Most plumbers, pipefitters, and steamfitters learn their trade through a 4- or 5-year apprenticeship. Apprentices typically receive 2,000 hours of paid on-the-job training, as well as some classroom instruction, each year. In the classroom, apprentices learn safety, local plumbing codes and regulations, and blueprint reading. They also study mathematics, applied physics, and chemistry. Apprenticeship programs are offered by unions and businesses. Although most workers enter apprenticeships directly, some start out as helpers. The Home Builders Institute offers a pre-apprenticeship training program in plumbing and other trades.
Apprentice plumber: Apprenticeship programs generally provide the most comprehensive training for novice plumbers. Either union locals and their affiliated companies or nonunion contractor organizations can administer this training.

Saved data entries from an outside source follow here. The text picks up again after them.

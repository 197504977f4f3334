use crate::safe_converter::SafeCast;

/// A fixed-capacity buffer of optional slots, anchored at a moving offset.
///
/// Slot 0 represents sequence number `offset`, slot `size-1` represents `offset + size - 1`.
///  The offset is monotonically non-decreasing: it moves only through [`SlidingWindow::advance`],
///  which pops slot 0 if (and only if) it is populated. Repeated calls therefore drain exactly
///  the contiguous populated prefix.
pub struct SlidingWindow<T> {
    offset: u32,
    slots: Vec<Option<T>>,
}

impl<T> SlidingWindow<T> {
    pub fn new(size: usize) -> SlidingWindow<T> {
        assert!(size > 0, "sliding window must have at least one slot");

        let mut slots = Vec::with_capacity(size);
        slots.resize_with(size, || None);

        SlidingWindow { offset: 0, slots }
    }

    /// Store a value for a sequence number. Sequence numbers outside the current window are
    ///  silently ignored - they are stale duplicates or premature frames, and it is the caller's
    ///  job to decide whether that warrants a response.
    pub fn set(&mut self, sequence_number: u32, value: T) {
        if sequence_number < self.offset {
            return;
        }
        let index = (sequence_number - self.offset).safe_cast();
        if index >= self.slots.len() {
            return;
        }
        self.slots[index] = Some(value);
    }

    /// Pop slot 0 if it is populated: all other slots shift down by one, the new trailing slot
    ///  is empty, and the offset increments. A no-op returning `None` if slot 0 is empty.
    pub fn advance(&mut self) -> Option<T> {
        let value = self.slots[0].take()?;
        self.slots.rotate_left(1);
        self.offset += 1;
        Some(value)
    }

    pub fn get_value(&self, index: usize) -> Option<&T> {
        self.slots.get(index).and_then(|slot| slot.as_ref())
    }

    pub fn get_offset(&self) -> u32 {
        self.offset
    }

    pub fn get_size(&self) -> usize {
        self.slots.len()
    }
}
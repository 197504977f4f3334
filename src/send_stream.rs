use crate::block_option::BlockOption;
use crate::config::EffectiveSendConfig;
use crate::error::BlockwiseError;
use crate::frame_buffer::{FragmentQueue, Frame};
use crate::message::{Message, MessageSender};
use crate::safe_converter::SafeCast;
use bytes::Bytes;
use std::cmp::min;
use std::net::SocketAddr;
use std::sync::Arc;
use tokio::sync::{Notify, RwLock};
use tokio::task::JoinSet;
use tokio::time::{self, Instant};
use tracing::{debug, trace, warn};

/// Per-frame bookkeeping of the sender pipeline.
struct FrameState {
    frame: Frame,
    acked: bool,
    attempts: u32,
    last_sent: Option<Instant>,
}

impl FrameState {
    fn new(frame: Frame) -> FrameState {
        FrameState {
            frame,
            acked: false,
            attempts: 0,
            last_sent: None,
        }
    }
}

struct SendStreamInner {
    config: Arc<EffectiveSendConfig>,
    token: Bytes,
    peer_addr: SocketAddr,
    sender: Arc<dyn MessageSender>,

    fragments: FragmentQueue,
    /// frame states for all frames produced so far - index equals frame sequence number
    frames: Vec<FrameState>,
    /// index of the first unacknowledged frame
    shift: u32,

    window_size: u32,
    /// the window the peer advertised most recently, an upper bound for ours
    peer_window: Option<u32>,

    acks_in_period: u32,
    recent_retransmits: u32,
    previous_retransmits: u32,

    completed: bool,
}

impl SendStreamInner {
    fn effective_window(&self) -> u32 {
        min(self.window_size, self.peer_window.unwrap_or(u32::MAX)).max(1)
    }

    /// Produce frames from the fragment queue up to the edge of the current window.
    fn produce_frames(&mut self) {
        let window = self.effective_window();
        let target = min(self.shift.saturating_add(window), self.fragments.num_frames());

        while (self.frames.len() as u32) < target {
            match self.fragments.pop_block(window) {
                Some(frame) => self.frames.push(FrameState::new(frame)),
                None => break,
            }
        }
    }

    /// The periodic window-size re-evaluation: an additive adjustment based on how many
    ///  retransmissions the two most recent ack periods required. A heuristic with empirically
    ///  chosen constants, see `BlockwiseConfig`.
    fn adjust_window(&mut self) {
        let delta = (2.0 - self.recent_retransmits as f64 + self.previous_retransmits as f64)
            * self.config.window_adjust_factor;

        let adjusted = self.window_size as i64 + delta.round() as i64;
        self.window_size = adjusted
            .clamp(self.config.min_window_size as i64, self.config.max_window_size as i64)
            as u32;

        trace!("adjusted send window to {} (retransmits: {} recent, {} previous)",
            self.window_size, self.recent_retransmits, self.previous_retransmits);

        self.previous_retransmits = self.recent_retransmits;
        self.recent_retransmits = 0;
        self.acks_in_period = 0;
    }
}

enum TickOutcome {
    Completed,
    Pending(Instant),
}

/// The sender pipeline for one transfer: emits the frames inside the current window, retries
///  the unacknowledged ones, adapts the window size, and fails after a bounded number of
///  attempts per frame.
///
/// [`SendStream::run`] drives the transfer and resolves with its outcome; acknowledgements
///  arrive concurrently through [`SendStream::on_ack`] / [`SendStream::on_terminal_ack`].
pub struct SendStream {
    config: Arc<EffectiveSendConfig>,
    inner: Arc<RwLock<SendStreamInner>>,
    ack_notify: Notify,
}

impl SendStream {
    pub fn new(
        config: Arc<EffectiveSendConfig>,
        token: Bytes,
        peer_addr: SocketAddr,
        payload: Bytes,
        sender: Arc<dyn MessageSender>,
    ) -> SendStream {
        let fragments = FragmentQueue::new(payload, config.block_size, config.max_window_size.safe_cast());

        let inner = SendStreamInner {
            config: config.clone(),
            token,
            peer_addr,
            sender,
            fragments,
            frames: Vec::new(),
            shift: 0,
            window_size: config.initial_window_size,
            peer_window: None,
            acks_in_period: 0,
            recent_retransmits: 0,
            previous_retransmits: 0,
            completed: false,
        };

        SendStream {
            config,
            inner: Arc::new(RwLock::new(inner)),
            ack_notify: Notify::new(),
        }
    }

    pub async fn peer_addr(&self) -> SocketAddr {
        self.inner.read().await.peer_addr
    }

    /// A continue-acknowledgement for one frame. Duplicates are ignored and never double-count
    ///  towards the window adjustment.
    pub async fn on_ack(&self, sequence_number: u32, peer_window: Option<u32>) {
        let mut inner = self.inner.write().await;

        if let Some(peer_window) = peer_window {
            inner.peer_window = Some(peer_window);
        }

        let index: usize = sequence_number.safe_cast();
        if index >= inner.frames.len() {
            debug!("ack for frame {:?} which was never produced - ignoring", sequence_number);
            return;
        }
        if inner.frames[index].acked {
            trace!("duplicate ack for frame #{} - ignoring", sequence_number);
            return;
        }

        inner.frames[index].acked = true;

        // advance past the maximal contiguous acknowledged run
        if sequence_number == inner.shift {
            while (inner.shift as usize) < inner.frames.len() && inner.frames[inner.shift as usize].acked {
                inner.shift += 1;
            }
        }

        inner.acks_in_period += 1;
        if inner.acks_in_period >= inner.config.window_adjust_period {
            inner.adjust_window();
        }

        drop(inner);
        self.ack_notify.notify_one();
    }

    /// The terminal acknowledgement: the peer has the complete payload.
    pub async fn on_terminal_ack(&self) {
        let mut inner = self.inner.write().await;
        trace!("terminal ack for transfer to {:?}", inner.peer_addr);
        inner.completed = true;

        drop(inner);
        self.ack_notify.notify_one();
    }

    /// Drive the transfer until the peer acknowledges completion or the retry / deadline budget
    ///  is exhausted. All retry handling happens here; callers get a single terminal result.
    pub async fn run(&self) -> Result<(), BlockwiseError> {
        let deadline = self.config.transfer_deadline.map(|d| Instant::now() + d);

        loop {
            match self.do_tick().await? {
                TickOutcome::Completed => return Ok(()),
                TickOutcome::Pending(next_due) => {
                    if let Some(deadline) = deadline {
                        if Instant::now() >= deadline {
                            warn!("transfer deadline exceeded");
                            return Err(BlockwiseError::DeadlineExceeded);
                        }
                    }

                    let wake_at = deadline.map_or(next_due, |deadline| min(next_due, deadline));
                    tokio::select! {
                        _ = self.ack_notify.notified() => {}
                        _ = time::sleep_until(wake_at) => {}
                    }
                }
            }
        }
    }

    /// One windowing decision: (re-)send everything in the window that is due, concurrently,
    ///  and join all sends before returning.
    async fn do_tick(&self) -> Result<TickOutcome, BlockwiseError> {
        let mut inner = self.inner.write().await;

        if inner.completed {
            return Ok(TickOutcome::Completed);
        }

        inner.produce_frames();

        let now = Instant::now();
        let retry_interval = inner.config.retry_interval;
        let max_attempts = inner.config.max_send_attempts;
        let block_size = inner.config.block_size;
        let token = inner.token.clone();
        let window_advert = inner.window_size;
        let num_frames = inner.fragments.num_frames();

        let window_end = min(inner.shift.saturating_add(inner.effective_window()), num_frames);

        // If every frame is acknowledged but the terminal response is still missing (it may have
        //  been lost), the final frame is re-sent on the retry cadence so the wait stays bounded
        //  by the per-frame attempt budget.
        let all_acked = inner.shift == num_frames;
        let candidate_indices: Vec<u32> = if all_acked {
            vec![num_frames - 1]
        } else {
            (inner.shift..window_end).collect()
        };

        let mut due = Vec::new();
        let mut retransmits = 0;
        let mut next_due = now + retry_interval;

        for index in candidate_indices {
            let state = &mut inner.frames[index as usize];
            if state.acked && !all_acked {
                continue;
            }

            if let Some(last_sent) = state.last_sent {
                if now < last_sent + retry_interval {
                    next_due = min(next_due, last_sent + retry_interval);
                    continue;
                }
            }

            if state.attempts >= max_attempts {
                warn!("frame #{} exhausted its {} attempts - failing the transfer", index, max_attempts);
                return Err(BlockwiseError::MaxAttemptsExceeded {
                    sequence_number: index,
                    max_attempts,
                });
            }

            state.attempts += 1;
            if state.attempts > 1 {
                retransmits += 1;
            }
            state.last_sent = Some(now);
            next_due = min(next_due, now + retry_interval);

            let block = BlockOption::new(index, state.frame.has_more, block_size);
            due.push(Message::data_frame(token.clone(), block, window_advert, state.frame.bytes.clone()));
        }

        inner.recent_retransmits += retransmits;

        let sender = inner.sender.clone();
        let peer_addr = inner.peer_addr;
        drop(inner);

        if !due.is_empty() {
            trace!("dispatching {} frame(s) to {:?}", due.len(), peer_addr);

            // concurrent fan-out, bounded by the window size; joined before the next
            //  windowing decision
            let mut dispatch = JoinSet::new();
            for message in due {
                let sender = sender.clone();
                dispatch.spawn(async move {
                    sender.send_message(peer_addr, message).await;
                });
            }
            while dispatch.join_next().await.is_some() {}
        }

        Ok(TickOutcome::Pending(next_due))
    }
}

Apprenticeships typically consist of at least three to four years of paid, on-the-job training and some hours of related classroom instruction.
The most common residential drain to cause problems is the kitchen sink drain. Food particles, grease, soap or detergent build up can all, over time, slow down or completely block the flow of water down to the septic or sewer system. A garbage disposal as well as an installed dishwasher add more pipes to the mix which create more potential for clogs.